▶ **DATA PROVIDED**:
* * * * * * *
use thiserror::Error;

/// Errors that can occur during link operations
#[derive(Debug, Error)]
pub enum LinkError {
    /// No channel is open
    #[error("Not connected to device")]
    NotConnected,

    /// `connect` called while a channel is already open
    #[error("Already connected")]
    AlreadyConnected,

    /// The channel could not be opened
    #[error("Failed to open {port}: {reason}")]
    OpenFailed { port: String, reason: String },

    /// The read loop had ended; the stale connection was torn down
    #[error("Connection lost: {0}")]
    ConnectionLost(String),

    /// Raw command with nothing but whitespace
    #[error("Refusing to send an empty command")]
    EmptyCommand,

    /// Invalid or unreadable configuration
    #[error("Configuration error: {0}")]
    Config(String),

    /// Serial port enumeration or setup failure
    #[error("Serial port error: {0}")]
    Serial(#[from] tokio_serial::Error),

    /// Low-level I/O error
    #[error("IO error: {0}")]
    Io(#[from] std::io::Error),
}

impl LinkError {
    pub fn open_failed(port: impl Into<String>, reason: impl ToString) -> Self {
        LinkError::OpenFailed {
            port: port.into(),
            reason: reason.to_string(),
        }
    }
}

#[cfg(test)]
mod tests {
    use super::*;

    #[test]
    fn test_open_failed_message() {
        let err = LinkError::open_failed("/dev/ttyUSB0", "permission denied");
        assert_eq!(
            err.to_string(),
            "Failed to open /dev/ttyUSB0: permission denied"
        );
    }

    #[test]
    fn test_io_conversion() {
        let io = std::io::Error::new(std::io::ErrorKind::BrokenPipe, "pipe closed");
        let err: LinkError = io.into();
        assert!(matches!(err, LinkError::Io(_)));
    }
}
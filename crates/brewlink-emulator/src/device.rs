//! The emulated controller on the far end of a byte stream.
//!
//! [`EmulatedController`] decodes host commands with [`DeviceCodec`], drives
//! an [`EspressoMachine`] and answers the way the firmware does: a status
//! frame for every poll, a short acknowledgement line for extraction
//! commands and an echo for anything else. The simulation clock follows
//! tokio time, so paused-clock tests stay deterministic.

use futures::{SinkExt, StreamExt};
use tokio::io::{AsyncRead, AsyncWrite};
use tokio::time::Instant;
use tokio_util::codec::Framed;
use tracing::{debug, info, warn};

use brewlink_core::Result;
use brewlink_protocol::{Command, DeviceCodec, DeviceReply};

use crate::machine::{EspressoMachine, MachineProfile};

/// Lines printed when the stream opens, before any command.
pub const BOOT_BANNER: [&str; 2] = ["ESPRESSO CONTROLLER READY", "SERIAL 115200 8N1"];

/// Controller firmware stand-in.
#[derive(Debug)]
pub struct EmulatedController {
    machine: EspressoMachine,
    last_tick: Instant,
    banner: bool,
}

impl EmulatedController {
    pub fn new(profile: MachineProfile) -> Self {
        Self::with_machine(EspressoMachine::new(profile))
    }

    /// Continue from an existing machine, e.g. across reconnects.
    pub fn with_machine(machine: EspressoMachine) -> Self {
        Self {
            machine,
            last_tick: Instant::now(),
            banner: true,
        }
    }

    /// Skip the boot banner.
    pub fn without_banner(mut self) -> Self {
        self.banner = false;
        self
    }

    pub fn machine(&self) -> &EspressoMachine {
        &self.machine
    }

    /// Answer one command.
    pub fn handle(&mut self, command: &Command) -> DeviceReply {
        self.tick();

        match command {
            Command::ReadStatus => DeviceReply::Status(self.machine.snapshot()),
            Command::StartExtraction => match self.machine.start_extraction() {
                Ok(_) => DeviceReply::Line("EXTRACT START OK".to_string()),
                Err(e) => {
                    debug!(error = %e, "Start rejected");
                    DeviceReply::Line(format!("EXTRACT START BUSY ({})", self.machine.state()))
                }
            },
            Command::StopExtraction => match self.machine.stop_extraction() {
                Ok(_) => DeviceReply::Line("EXTRACT STOP OK".to_string()),
                Err(e) => {
                    debug!(error = %e, "Stop rejected");
                    DeviceReply::Line(format!("EXTRACT STOP IGNORED ({})", self.machine.state()))
                }
            },
            Command::Raw(text) => DeviceReply::Line(format!("ECHO {text}")),
        }
    }

    /// Serve `stream` until the host closes it, then hand the machine back.
    ///
    /// # Errors
    ///
    /// Decode failures (an oversized command) and write failures end the
    /// session with the error.
    pub async fn serve<S>(mut self, stream: S) -> Result<EspressoMachine>
    where
        S: AsyncRead + AsyncWrite + Unpin,
    {
        let mut framed = Framed::new(stream, DeviceCodec::new());
        self.last_tick = Instant::now();

        if self.banner {
            for line in BOOT_BANNER {
                framed.feed(DeviceReply::Line(line.to_string())).await?;
            }
            framed.flush().await?;
        }
        info!(firmware = %self.machine.profile().firmware_version, "Emulator serving");

        while let Some(command) = framed.next().await {
            let command = match command {
                Ok(command) => command,
                Err(e) => {
                    warn!(error = %e, "Emulator dropped the session");
                    return Err(e);
                }
            };

            let reply = self.handle(&command);
            framed.send(reply).await?;
        }

        self.tick();
        info!(uptime_ms = self.machine.uptime().as_millis() as u64, "Host closed the stream");
        Ok(self.machine)
    }

    fn tick(&mut self) {
        let now = Instant::now();
        self.machine.advance(now.duration_since(self.last_tick));
        self.last_tick = now;
    }
}
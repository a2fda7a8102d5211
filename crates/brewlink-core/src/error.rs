use thiserror::Error;

#[derive(Error, Debug)]
pub enum Error {
    // Protocol errors
    #[error("Frame too large: {size} bytes (max {max})")]
    FrameTooLarge { size: usize, max: usize },

    #[error("Expected at least {expected} fields, got {actual}")]
    FieldCount { expected: usize, actual: usize },

    // Emulator errors
    #[error("Invalid state transition from {from} to {to}")]
    InvalidStateTransition { from: String, to: String },

    // IO errors
    #[error("IO error: {0}")]
    Io(#[from] std::io::Error),
}

pub type Result<T> = std::result::Result<T, Error>;

#[cfg(test)]
mod tests {
    use super::*;

    #[test]
    fn test_messages() {
        let err = Error::FieldCount {
            expected: 27,
            actual: 3,
        };
        assert_eq!(err.to_string(), "Expected at least 27 fields, got 3");

        let err = Error::FrameTooLarge {
            size: 5000,
            max: 4096,
        };
        assert_eq!(err.to_string(), "Frame too large: 5000 bytes (max 4096)");
    }
}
* * * * * * *
▶ **EXERCISE DESCRIPTION**: Exactly as written above, copy out all the records.

▶ **FINAL ANSWER**:
use thiserror::Error;

/// Errors that can occur during link operations
#[derive(Debug, Error)]
pub enum LinkError {
    /// No channel is open
    #[error("Not connected to device")]
    NotConnected,

    /// `connect` called while a channel is already open
    #[error("Already connected")]
    AlreadyConnected,

    /// The channel could not be opened
    #[error("Failed to open {port}: {reason}")]
    OpenFailed { port: String, reason: String },

    /// The read loop had ended; the stale connection was torn down
    #[error("Connection lost: {0}")]
    ConnectionLost(String),

    /// Raw command with nothing but whitespace
    #[error("Refusing to send an empty command")]
    EmptyCommand,

    /// Invalid or unreadable configuration
    #[error("Configuration error: {0}")]
    Config(String),

    /// Serial port enumeration or setup failure
    #[error("Serial port error: {0}")]
    Serial(#[from] tokio_serial::Error),

    /// Low-level I/O error
    #[error("IO error: {0}")]
    Io(#[from] std::io::Error),
}

impl LinkError {
    pub fn open_failed(port: impl Into<String>, reason: impl ToString) -> Self {
        LinkError::OpenFailed {
            port: port.into(),
            reason: reason.to_string(),
        }
    }
}

#[cfg(test)]
mod tests {
    use super::*;

    #[test]
    fn test_open_failed_message() {
        let err = LinkError::open_failed("/dev/ttyUSB0", "permission denied");
        assert_eq!(
            err.to_string(),
            "Failed to open /dev/ttyUSB0: permission denied"
        );
    }

    #[test]
    fn test_io_conversion() {
        let io = std::io::Error::new(std::io::ErrorKind::BrokenPipe, "pipe closed");
        let err: LinkError = io.into();
        assert!(matches!(err, LinkError::Io(_)));
    }
}
filename crates/brewlink-emulator/src/device.rs
//! The emulated controller on the far end of a byte stream.
//!
//! [`EmulatedController`] decodes host commands with [`DeviceCodec`], drives
//! an [`EspressoMachine`] and answers the way the firmware does: a status
//! frame for every poll, a short acknowledgement line for extraction
//! commands and an echo for anything else. The simulation clock follows
//! tokio time, so paused-clock tests stay deterministic.

use futures::{SinkExt, StreamExt};
use tokio::io::{AsyncRead, AsyncWrite};
use tokio::time::Instant;
use tokio_util::codec::Framed;
use tracing::{debug, info, warn};

use brewlink_core::Result;
use brewlink_protocol::{Command, DeviceCodec, DeviceReply};

use crate::machine::{EspressoMachine, MachineProfile};

/// Lines printed when the stream opens, before any command.
pub const BOOT_BANNER: [&str; 2] = ["ESPRESSO CONTROLLER READY", "SERIAL 115200 8N1"];

/// Controller firmware stand-in.
#[derive(Debug)]
pub struct EmulatedController {
    machine: EspressoMachine,
    last_tick: Instant,
    banner: bool,
}

impl EmulatedController {
    pub fn new(profile: MachineProfile) -> Self {
        Self::with_machine(EspressoMachine::new(profile))
    }

    /// Continue from an existing machine, e.g. across reconnects.
    pub fn with_machine(machine: EspressoMachine) -> Self {
        Self {
            machine,
            last_tick: Instant::now(),
            banner: true,
        }
    }

    /// Skip the boot banner.
    pub fn without_banner(mut self) -> Self {
        self.banner = false;
        self
    }

    pub fn machine(&self) -> &EspressoMachine {
        &self.machine
    }

    /// Answer one command.
    pub fn handle(&mut self, command: &Command) -> DeviceReply {
        self.tick();

        match command {
            Command::ReadStatus => DeviceReply::Status(self.machine.snapshot()),
            Command::StartExtraction => match self.machine.start_extraction() {
                Ok(_) => DeviceReply::Line("EXTRACT START OK".to_string()),
                Err(e) => {
                    debug!(error = %e, "Start rejected");
                    DeviceReply::Line(format!("EXTRACT START BUSY ({})", self.machine.state()))
                }
            },
            Command::StopExtraction => match self.machine.stop_extraction() {
                Ok(_) => DeviceReply::Line("EXTRACT STOP OK".to_string()),
                Err(e) => {
                    debug!(error = %e, "Stop rejected");
                    DeviceReply::Line(format!("EXTRACT STOP IGNORED ({})", self.machine.state()))
                }
            },
            Command::Raw(text) => DeviceReply::Line(format!("ECHO {text}")),
        }
    }

    /// Serve `stream` until the host closes it, then hand the machine back.
    ///
    /// # Errors
    ///
    /// Decode failures (an oversized command) and write failures end the
    /// session with the error.
    pub async fn serve<S>(mut self, stream: S) -> Result<EspressoMachine>
    where
        S: AsyncRead + AsyncWrite + Unpin,
    {
        let mut framed = Framed::new(stream, DeviceCodec::new());
        self.last_tick = Instant::now();

        if self.banner {
            for line in BOOT_BANNER {
                framed.feed(DeviceReply::Line(line.to_string())).await?;
            }
            framed.flush().await?;
        }
        info!(firmware = %self.machine.profile().firmware_version, "Emulator serving");

        while let Some(command) = framed.next().await {
            let command = match command {
                Ok(command) => command,
                Err(e) => {
                    warn!(error = %e, "Emulator dropped the session");
                    return Err(e);
                }
            };

            let reply = self.handle(&command);
            framed.send(reply).await?;
        }

        self.tick();
        info!(uptime_ms = self.machine.uptime().as_millis() as u64, "Host closed the stream");
        Ok(self.machine)
    }

    fn tick(&mut self) {
        let now = Instant::now();
        self.machine.advance(now.duration_since(self.last_tick));
        self.last_tick = now;
    }
}
repository a2fda7a8102d5211
filename crates/brewlink-core/src/error.rs
use thiserror::Error;

#[derive(Error, Debug)]
pub enum Error {
    // Protocol errors
    #[error("Frame too large: {size} bytes (max {max})")]
    FrameTooLarge { size: usize, max: usize },

    #[error("Expected at least {expected} fields, got {actual}")]
    FieldCount { expected: usize, actual: usize },

    // Emulator errors
    #[error("Invalid state transition from {from} to {to}")]
    InvalidStateTransition { from: String, to: String },

    // IO errors
    #[error("IO error: {0}")]
    Io(#[from] std::io::Error),
}

pub type Result<T> = std::result::Result<T, Error>;

#[cfg(test)]
mod tests {
    use super::*;

    #[test]
    fn test_messages() {
        let err = Error::FieldCount {
            expected: 27,
            actual: 3,
        };
        assert_eq!(err.to_string(), "Expected at least 27 fields, got 3");

        let err = Error::FrameTooLarge {
            size: 5000,
            max: 4096,
        };
        assert_eq!(err.to_string(), "Frame too large: 5000 bytes (max 4096)");
    }
}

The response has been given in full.